OP, if I understand you correctly, you're mainly wanting to do this bareback only until you are able to get a saddle that fits, correct?

IMHO, if your horse is healthy with a strong back, then there is absolutely no reason you can't do 50 mile training sessions. I'm assuming you don't cover all 50 every day, right? Go for it, your horse will tell you if it starts to get uncomfortable.

The most important thing to remember is to make sure your horse is working properly through his back. If he's running around hollowed out, then it will be much harder on him.
     
    06-14-2014, 06:50 PM
  #9
Weanling
Originally I was wanting to just ride bareback until I could find a saddle that fits as I've always been warned about the dangers of soring their back... but honestly if he ends up going much better in the pad and doesn't sore, why bother? I probably still will for packing gear along on camping trips but riding bareback all the time is just fine by me and I actually enjoy it more than with a saddle.

I'm a green bean endurance rider. I just bought my horse over a month ago and have begun conditioning him, I ride on average four times a week and we will go anywhere from 4 to 9 miles per ride. Mostly trotting but walking thrown in, we will go faster on short rides and do half and half or so on longer ones. In three months I go to my first LD ride (a 25 mile) and want to be prepared as possible with a happy, healthy horse. I will do that distance once before the ride to see how he handles it, but most of my training rides are much shorter.

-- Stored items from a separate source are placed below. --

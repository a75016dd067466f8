use anyhow::{Context, Result};
use serde::{Deserialize, Serialize};

use super::{defaults, envconfig::EnvConfig, validate};

#[derive(Debug, Clone, Deserialize, Serialize, Default)]
#[serde(default, deny_unknown_fields)]
pub struct AppConfig {
    pub general: GeneralConfig,
    pub logging: LoggingConfig,
    pub database: Option<DatabaseConfig>,
    pub auth: AuthConfig,
    pub pagination: PaginationConfig,
}

impl AppConfig {
    pub fn from_env() -> Result<Self> {
        <Self as EnvConfig>::from_env()
    }

    pub fn require_database(&self) -> Result<&DatabaseConfig> {
        self.database
            .as_ref()
            .context("database config missing; set APP_DATABASE__URL")
    }
}

impl EnvConfig for AppConfig {
    fn validate(&self) -> Result<()> {
        validate::validate(self)
    }
}

#[derive(Debug, Clone, Deserialize, Serialize)]
#[serde(default, deny_unknown_fields)]
pub struct GeneralConfig {
    pub host: String,
    pub port: u16,
}

impl Default for GeneralConfig {
    fn default() -> Self {
        Self {
            host: defaults::DEFAULT_HOST.to_string(),
            port: defaults::DEFAULT_PORT as u16,
        }
    }
}

#[derive(Debug, Clone, Deserialize, Serialize)]
#[serde(default, deny_unknown_fields)]
pub struct LoggingConfig {
    pub rust_log: String,
}

impl Default for LoggingConfig {
    fn default() -> Self {
        Self {
            rust_log: defaults::DEFAULT_RUST_LOG.to_string(),
        }
    }
}

#[derive(Debug, Clone, Deserialize, Serialize)]
#[serde(deny_unknown_fields)]
pub struct DatabaseConfig {
    pub url: String,
    #[serde(default = "default_db_max_connections")]
    pub max_connections: u32,
    #[serde(default = "default_db_min_idle")]
    pub min_idle: u32,
}

#[derive(Debug, Clone, Deserialize, Serialize)]
#[serde(default, deny_unknown_fields)]
pub struct AuthConfig {
    pub jwt_secret: String,
    pub token_ttl_secs: u64,
}

impl Default for AuthConfig {
    fn default() -> Self {
        Self {
            jwt_secret: String::new(),
            token_ttl_secs: defaults::DEFAULT_TOKEN_TTL_SECS as u64,
        }
    }
}

#[derive(Debug, Clone, Copy, Deserialize, Serialize)]
#[serde(default, deny_unknown_fields)]
pub struct PaginationConfig {
    pub default_page_size: u64,
    pub max_page_size: u64,
}

impl Default for PaginationConfig {
    fn default() -> Self {
        Self {
            default_page_size: defaults::DEFAULT_PAGE_SIZE as u64,
            max_page_size: defaults::DEFAULT_MAX_PAGE_SIZE as u64,
        }
    }
}

impl PaginationConfig {
    /// Caps a caller-supplied page size; zero passes through so the
    /// repository can reject it.
    pub fn clamp(&self, page_size: Option<u64>) -> u64 {
        page_size
            .unwrap_or(self.default_page_size)
            .min(self.max_page_size)
    }
}

fn default_db_max_connections() -> u32 {
    defaults::DEFAULT_DB_MAX_CONNECTIONS as u32
}

fn default_db_min_idle() -> u32 {
    defaults::DEFAULT_DB_MIN_IDLE as u32
}

#[cfg(test)]
mod tests {
    use super::{AppConfig, PaginationConfig};

    #[test]
    fn defaults_leave_database_unset() {
        let cfg = AppConfig::default();
        assert!(cfg.database.is_none());
        assert!(cfg.require_database().is_err());
        assert_eq!(cfg.general.port, 3000);
        assert_eq!(cfg.auth.token_ttl_secs, 3600);
    }

    #[test]
    fn clamp_applies_default_and_ceiling() {
        let pagination = PaginationConfig {
            default_page_size: 10,
            max_page_size: 50,
        };
        assert_eq!(pagination.clamp(None), 10);
        assert_eq!(pagination.clamp(Some(20)), 20);
        assert_eq!(pagination.clamp(Some(500)), 50);
        assert_eq!(pagination.clamp(Some(0)), 0);
    }
}
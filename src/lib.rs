pub mod auth;
pub mod config;
pub mod db;
pub mod error;
pub mod logging;
pub mod middleware;
pub mod response;
pub mod routes;
pub mod services;
pub mod state;
pub mod test_helpers;
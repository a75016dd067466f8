use axum::{
    body::{Bytes, to_bytes},
    extract::Request,
    http::{HeaderMap, StatusCode, header},
    middleware::Next,
    response::{IntoResponse, Response},
};

use crate::{
    error::AppError,
    response::{JsonApiResponse, log_app_error},
};

const MAX_ERROR_BODY_BYTES: usize = 16 * 1024;

/// Rewrites plain-text error bodies (extractor rejections, unmatched routes)
/// into the JSON envelope. JSON error bodies pass through untouched.
pub async fn json_error_middleware(req: Request, next: Next) -> Response {
    let response = next.run(req).await;

    let status = response.status();
    if !status.is_client_error() && !status.is_server_error() {
        return response;
    }
    if is_json_response(&response) {
        return response;
    }

    let (parts, body) = response.into_parts();
    let message = match to_bytes(body, MAX_ERROR_BODY_BYTES).await {
        Ok(bytes) => body_bytes_to_message(status, bytes),
        Err(_) => default_message(status),
    };
    let app_error = app_error_from_status(status, message);
    if status.is_server_error() {
        log_app_error(&app_error, status);
    }

    let mut envelope = JsonApiResponse::from_error(&app_error);
    envelope.status = status.as_u16();
    let mut rewritten = envelope.into_response();
    copy_headers(&parts.headers, &mut rewritten);
    rewritten
}

fn is_json_response(response: &Response) -> bool {
    response
        .headers()
        .get(header::CONTENT_TYPE)
        .and_then(|value| value.to_str().ok())
        .map(|value| {
            let value = value.to_ascii_lowercase();
            value.contains("application/json") || value.contains("+json")
        })
        .unwrap_or(false)
}

fn body_bytes_to_message(status: StatusCode, bytes: Bytes) -> String {
    let message = String::from_utf8_lossy(&bytes).trim().to_string();
    if message.is_empty() {
        return default_message(status);
    }
    message
}

fn default_message(status: StatusCode) -> String {
    status
        .canonical_reason()
        .unwrap_or("Request failed")
        .to_string()
}

fn app_error_from_status(status: StatusCode, message: String) -> AppError {
    match status {
        StatusCode::UNAUTHORIZED => AppError::unauthorized(message),
        StatusCode::FORBIDDEN => AppError::forbidden(message),
        StatusCode::NOT_FOUND => AppError::not_found(message),
        StatusCode::CONFLICT => AppError::conflict(message),
        _ if status.is_client_error() => AppError::bad_request(message),
        _ => AppError::internal(message),
    }
}

fn copy_headers(src: &HeaderMap, dest: &mut Response) {
    for (name, value) in src {
        if name == header::CONTENT_TYPE || name == header::CONTENT_LENGTH {
            continue;
        }
        dest.headers_mut().insert(name.clone(), value.clone());
    }
}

A lot depends on how he reacts to riding bareback. He has been treated his life as a crazy barrel horse, he was ridden in a huge "jawbreaker" and when I first rode him (a snaffle at that point, different owner!) he was so anxious and hyped I got him to walk maybe three times. Now a month later I ride him on a loose rein in a side pull, the bit made him nervous and he is so much more relaxed now. He got some of that fire from the TB side of him and he will let you know when something is bothering him. So far, less is more with him and I'm really hoping he likes the pad as right now I don't have much other options!
smrobs and MN Tigerstripes like this.
     
    06-15-2014, 08:26 PM
  #10
Yearling
If your really worried about him getting sore too you could try the thinline bareback pad. I have one, its very "sticky" for you and then has the thinline pad built in so helps with bounciness making it more comfy for you and the horse.